Hydrogen regulated pyroptosis through NLRP3-GSDMD pathway to improve airway mucosal oxidative stress injury induced by endotracheal tube cuff compression.

The cuff of endotracheal tube (ETT) is an indispensable device for establishing an artificial airway, yet cuff-induced compression often causes damage to the airway mucosa. The mechanism of this damage involves mucosal compression ischemia and the oxidative stress injury following reperfusion. Currently, there is a lack of effective strategies to protect the mucosa. Hydrogen, as a natural antioxidant, has demonstrated significant potential in the prevention and treatment of oxidative stress injuries.

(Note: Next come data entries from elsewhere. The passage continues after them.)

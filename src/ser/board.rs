use super::FlattenConfig;
use super::emitter::Emitter;
use crate::error::{Error, Result};
use crate::tree::{BootInfo, Node, Property};
use crate::version;
use alloc::{string::String, vec::Vec};
use core::fmt::Write;

/// Make a C identifier out of a node or property name.
///
/// With `instantiate` the unit address is kept after a `_`, otherwise the
/// name stops at the `@`.
pub fn clean(name: &str, instantiate: bool) -> String {
    let mut cleaned = String::with_capacity(name.len());
    for c in name.chars() {
        match c {
            '#' => cleaned.push('H'),
            '@' if instantiate => cleaned.push('_'),
            '@' => break,
            '-' | ',' => cleaned.push('_'),
            c => cleaned.push(c),
        }
    }
    cleaned
}

/// Include directory named by a `config` value: up to the `@`, with `,`
/// as path separator.
fn config_path(value: &str) -> String {
    value
        .split('@')
        .next()
        .unwrap_or_default()
        .replace(',', "/")
}

/// Value bytes up to the first zero, as text.
fn value_str(prop: &Property) -> Result<&str> {
    let value = prop.value();
    let end = value.iter().position(|&b| b == 0).unwrap_or(value.len());
    core::str::from_utf8(&value[..end]).map_err(|e| Error::utf8(e, 0))
}

#[derive(Debug)]
struct Device {
    label: String,
    parent: Option<usize>,
    next_sibling: Option<usize>,
    first_child: Option<usize>,
    next: Option<usize>,
}

/// Device relations of the tree, indexed in pre-order.
#[derive(Debug)]
struct DeviceArena {
    devices: Vec<Device>,
}

impl DeviceArena {
    fn build(root: &Node) -> DeviceArena {
        let mut arena = DeviceArena {
            devices: Vec::new(),
        };
        let mut post_order = Vec::new();
        arena.insert(root, None, &mut post_order);
        arena.devices[0].label = String::from("root");

        // root first, then every other node children-first
        post_order.pop();
        let mut prev = 0;
        for index in post_order {
            arena.devices[prev].next = Some(index);
            prev = index;
        }
        arena
    }

    fn insert(&mut self, node: &Node, parent: Option<usize>, post_order: &mut Vec<usize>) -> usize {
        let index = self.devices.len();
        self.devices.push(Device {
            label: clean(node.name(), true),
            parent,
            next_sibling: None,
            first_child: None,
            next: None,
        });
        let mut prev_child: Option<usize> = None;
        for child in node.children() {
            let child_index = self.insert(child, Some(index), post_order);
            match prev_child {
                Some(prev) => self.devices[prev].next_sibling = Some(child_index),
                None => self.devices[index].first_child = Some(child_index),
            }
            prev_child = Some(child_index);
        }
        post_order.push(index);
        index
    }

    fn label(&self, index: usize) -> &str {
        &self.devices[index].label
    }

    fn next_chain(&self) -> impl Iterator<Item = usize> + '_ {
        core::iter::successors(Some(0), |&index| self.devices[index].next)
    }
}

/// Emitter for the board dialect, where every node becomes a
/// `struct device` initializer written by [`Emitter::special`].
pub struct BoardEmitter<'w, W: Write> {
    out: &'w mut W,
    unique: u32,
    arena: DeviceArena,
    visited: usize,
}

impl<'w, W: Write> BoardEmitter<'w, W> {
    /// `root` must be the tree whose nodes are later handed to `special`
    /// in pre-order.
    pub fn new(out: &'w mut W, root: &Node) -> Self {
        BoardEmitter {
            out,
            unique: 0,
            arena: DeviceArena::build(root),
            visited: 0,
        }
    }

    fn next_unique(&mut self) -> u32 {
        let id = self.unique;
        self.unique += 1;
        id
    }
}

impl<W: Write> Emitter for BoardEmitter<'_, W> {
    fn cell(&mut self, value: u32) -> Result<()> {
        let id = self.next_unique();
        writeln!(self.out, "\tu32\tc{} = {:#x};", id, value)?;
        Ok(())
    }

    fn string(&mut self, value: &str) -> Result<()> {
        let id = self.next_unique();
        writeln!(
            self.out,
            "\tunsigned char *c{}  = \t\"{}\";",
            id,
            super::Escaped(value)
        )?;
        Ok(())
    }

    fn align(&mut self, align: usize) -> Result<()> {
        writeln!(self.out, "\tALIGN(x)\t{}", align)?;
        Ok(())
    }

    fn data(&mut self, prop: &Property) -> Result<()> {
        if prop.value().is_empty() {
            return Ok(());
        }
        write!(self.out, "\t.{} = {{", clean(prop.name(), true))?;
        for byte in prop.value() {
            write!(self.out, "0x{:02x},", byte)?;
        }
        writeln!(self.out, "}},")?;
        Ok(())
    }

    fn begin_node(&mut self, label: Option<&str>) -> Result<()> {
        if let Some(label) = label {
            writeln!(self.out, "struct\t{} {{", label)?;
        }
        Ok(())
    }

    fn end_node(&mut self, label: Option<&str>) -> Result<()> {
        if let Some(label) = label {
            writeln!(self.out, "}}; /*{}*/", label)?;
        }
        Ok(())
    }

    fn property(&mut self, label: Option<&str>) -> Result<()> {
        if let Some(label) = label {
            let id = self.next_unique();
            writeln!(self.out, "\tstruct p{}\t{}{{", id, label)?;
        }
        let id = self.next_unique();
        writeln!(self.out, "\tu32 p{} = \tOF_DT_PROP;", id)?;
        Ok(())
    }

    fn special(&mut self, node: &Node) -> Result<()> {
        let index = self.visited;
        self.visited += 1;
        let arena = &self.arena;
        let device = arena
            .devices
            .get(index)
            .ok_or_else(|| Error::Custom(String::from("node outside the described tree")))?;
        let out = &mut *self.out;
        let is_root = index == 0;
        let mut ops_set = false;

        writeln!(out, "struct device dev_{} = {{", device.label)?;
        if is_root {
            writeln!(out, "\t.path =  {{ .type = DEVICE_PATH_ROOT }},")?;
        }
        for prop in node.properties() {
            match prop.name() {
                "pcidomain" => writeln!(
                    out,
                    "\t.path = {{.type=DEVICE_PATH_PCI_DOMAIN,.u={{.pci_domain={{ .domain = {} }}}}}},",
                    value_str(prop)?
                )?,
                "pcipath" => writeln!(
                    out,
                    "\t.path = {{.type=DEVICE_PATH_PCI,.u={{.pci={{ .devfn = PCI_DEVFN({})}}}}}},",
                    value_str(prop)?
                )?,
                "on_mainboard" => writeln!(out, "\t.on_mainboard = 1,")?,
                "enabled" => writeln!(out, "\t.enabled = 1,")?,
                "config" => {
                    writeln!(out, "\t.chip_ops = &{}_ops,", clean(value_str(prop)?, false))?;
                    writeln!(out, "\t.chip_info = &{},", clean(&device.label, true))?;
                }
                name @ ("ops" | "ops_pci" | "ops_pci_bus" | "ops_smbus_bus") => {
                    writeln!(out, "\t.{} = &{},", name, clean(value_str(prop)?, false))?;
                    ops_set = true;
                }
                _ => {}
            }
        }
        if let Some(sibling) = device.next_sibling {
            writeln!(out, "\t.sibling = &dev_{},", arena.label(sibling))?;
        }
        if let Some(next) = device.next {
            writeln!(out, "\t.next = &dev_{},", arena.label(next))?;
        }
        if let Some(child) = device.first_child {
            writeln!(out, "\t.links = 1,")?;
            writeln!(out, "\t.link = {{")?;
            writeln!(out, "\t\t[0] = {{")?;
            writeln!(out, "\t\t\t.dev = &dev_{},", device.label)?;
            writeln!(out, "\t\t\t.link = 0,")?;
            writeln!(out, "\t\t\t.children = &dev_{}", arena.label(child))?;
            writeln!(out, "\t\t}},")?;
            writeln!(out, "\t}},")?;
        }
        let bus = device.parent.unwrap_or(index);
        writeln!(out, "\t.bus = &dev_{}.link[0],", arena.label(bus))?;
        if !ops_set && is_root {
            writeln!(out, "\t.ops = &default_dev_ops_root,")?;
        }
        writeln!(out, "\t.dtsname = \"{}\",", device.label)?;
        writeln!(out, "}};")?;
        Ok(())
    }
}

fn emit_includes<W: Write>(node: &Node, out: &mut W) -> Result<()> {
    for prop in node.properties() {
        if prop.name() == "config" {
            writeln!(out, "#include <{}/config.h>", config_path(value_str(prop)?))?;
        }
    }
    for child in node.children() {
        emit_includes(child, out)?;
    }
    Ok(())
}

fn emit_structinits<E: Emitter + ?Sized>(node: &Node, emit: &mut E) -> Result<()> {
    emit.special(node)?;
    for child in node.children() {
        emit_structinits(child, emit)?;
    }
    Ok(())
}

/// Write `bi` as static `struct device` initializers, one per node, linked
/// by sibling, child, bus and `next` pointers. `code` is copied verbatim
/// between the declarations and the initializers.
pub fn to_board<W: Write>(
    bi: &BootInfo,
    config: &FlattenConfig,
    code: Option<&str>,
    out: &mut W,
) -> Result<()> {
    version::lookup(config.version)?;

    writeln!(out, "#include <device/device.h>\n#include <device/pci.h>")?;
    emit_includes(&bi.root, out)?;

    let mut emitter = BoardEmitter::new(out, &bi.root);
    let labels: Vec<String> = emitter
        .arena
        .next_chain()
        .map(|index| emitter.arena.label(index).into())
        .collect();
    for label in &labels {
        writeln!(emitter.out, "struct device dev_{};", label)?;
    }
    if let Some(code) = code {
        writeln!(emitter.out, "{}", code)?;
    }

    emit_structinits(&bi.root, &mut emitter)
}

This study aimed to determine the protective effects of hydrogen on compressed airway mucosa. We found that the damage to the airway mucosa caused by ETT cuff compression was associated with oxidative stress-induced pyroptosis of airway epithelial cells. Inhalation of hydrogen effectively reduced the levels of reactive oxygen species, significantly ameliorating changes in epithelial cell pyroptosis, and this protective effect is linked to the inhibition of the NLRP3-GSDMD pathway. Further cellular studies, involving knockdown and overexpression of NLRP3, clarified that hydrogen exerts its protective effects on the airway mucosa by inhibiting epithelial cell pyroptosis. Additionally, we observed that using hydrogen-rich saline to inflate the ETT cuff in patients under general anesthesia significantly reduced postoperative sore throat. This study confirms that hydrogen effectively enhances tolerance of airway mucosa to oxidative stress injuries, offering a potential preventive and therapeutic strategy for protecting the airway mucosa in patients undergoing endotracheal intubation.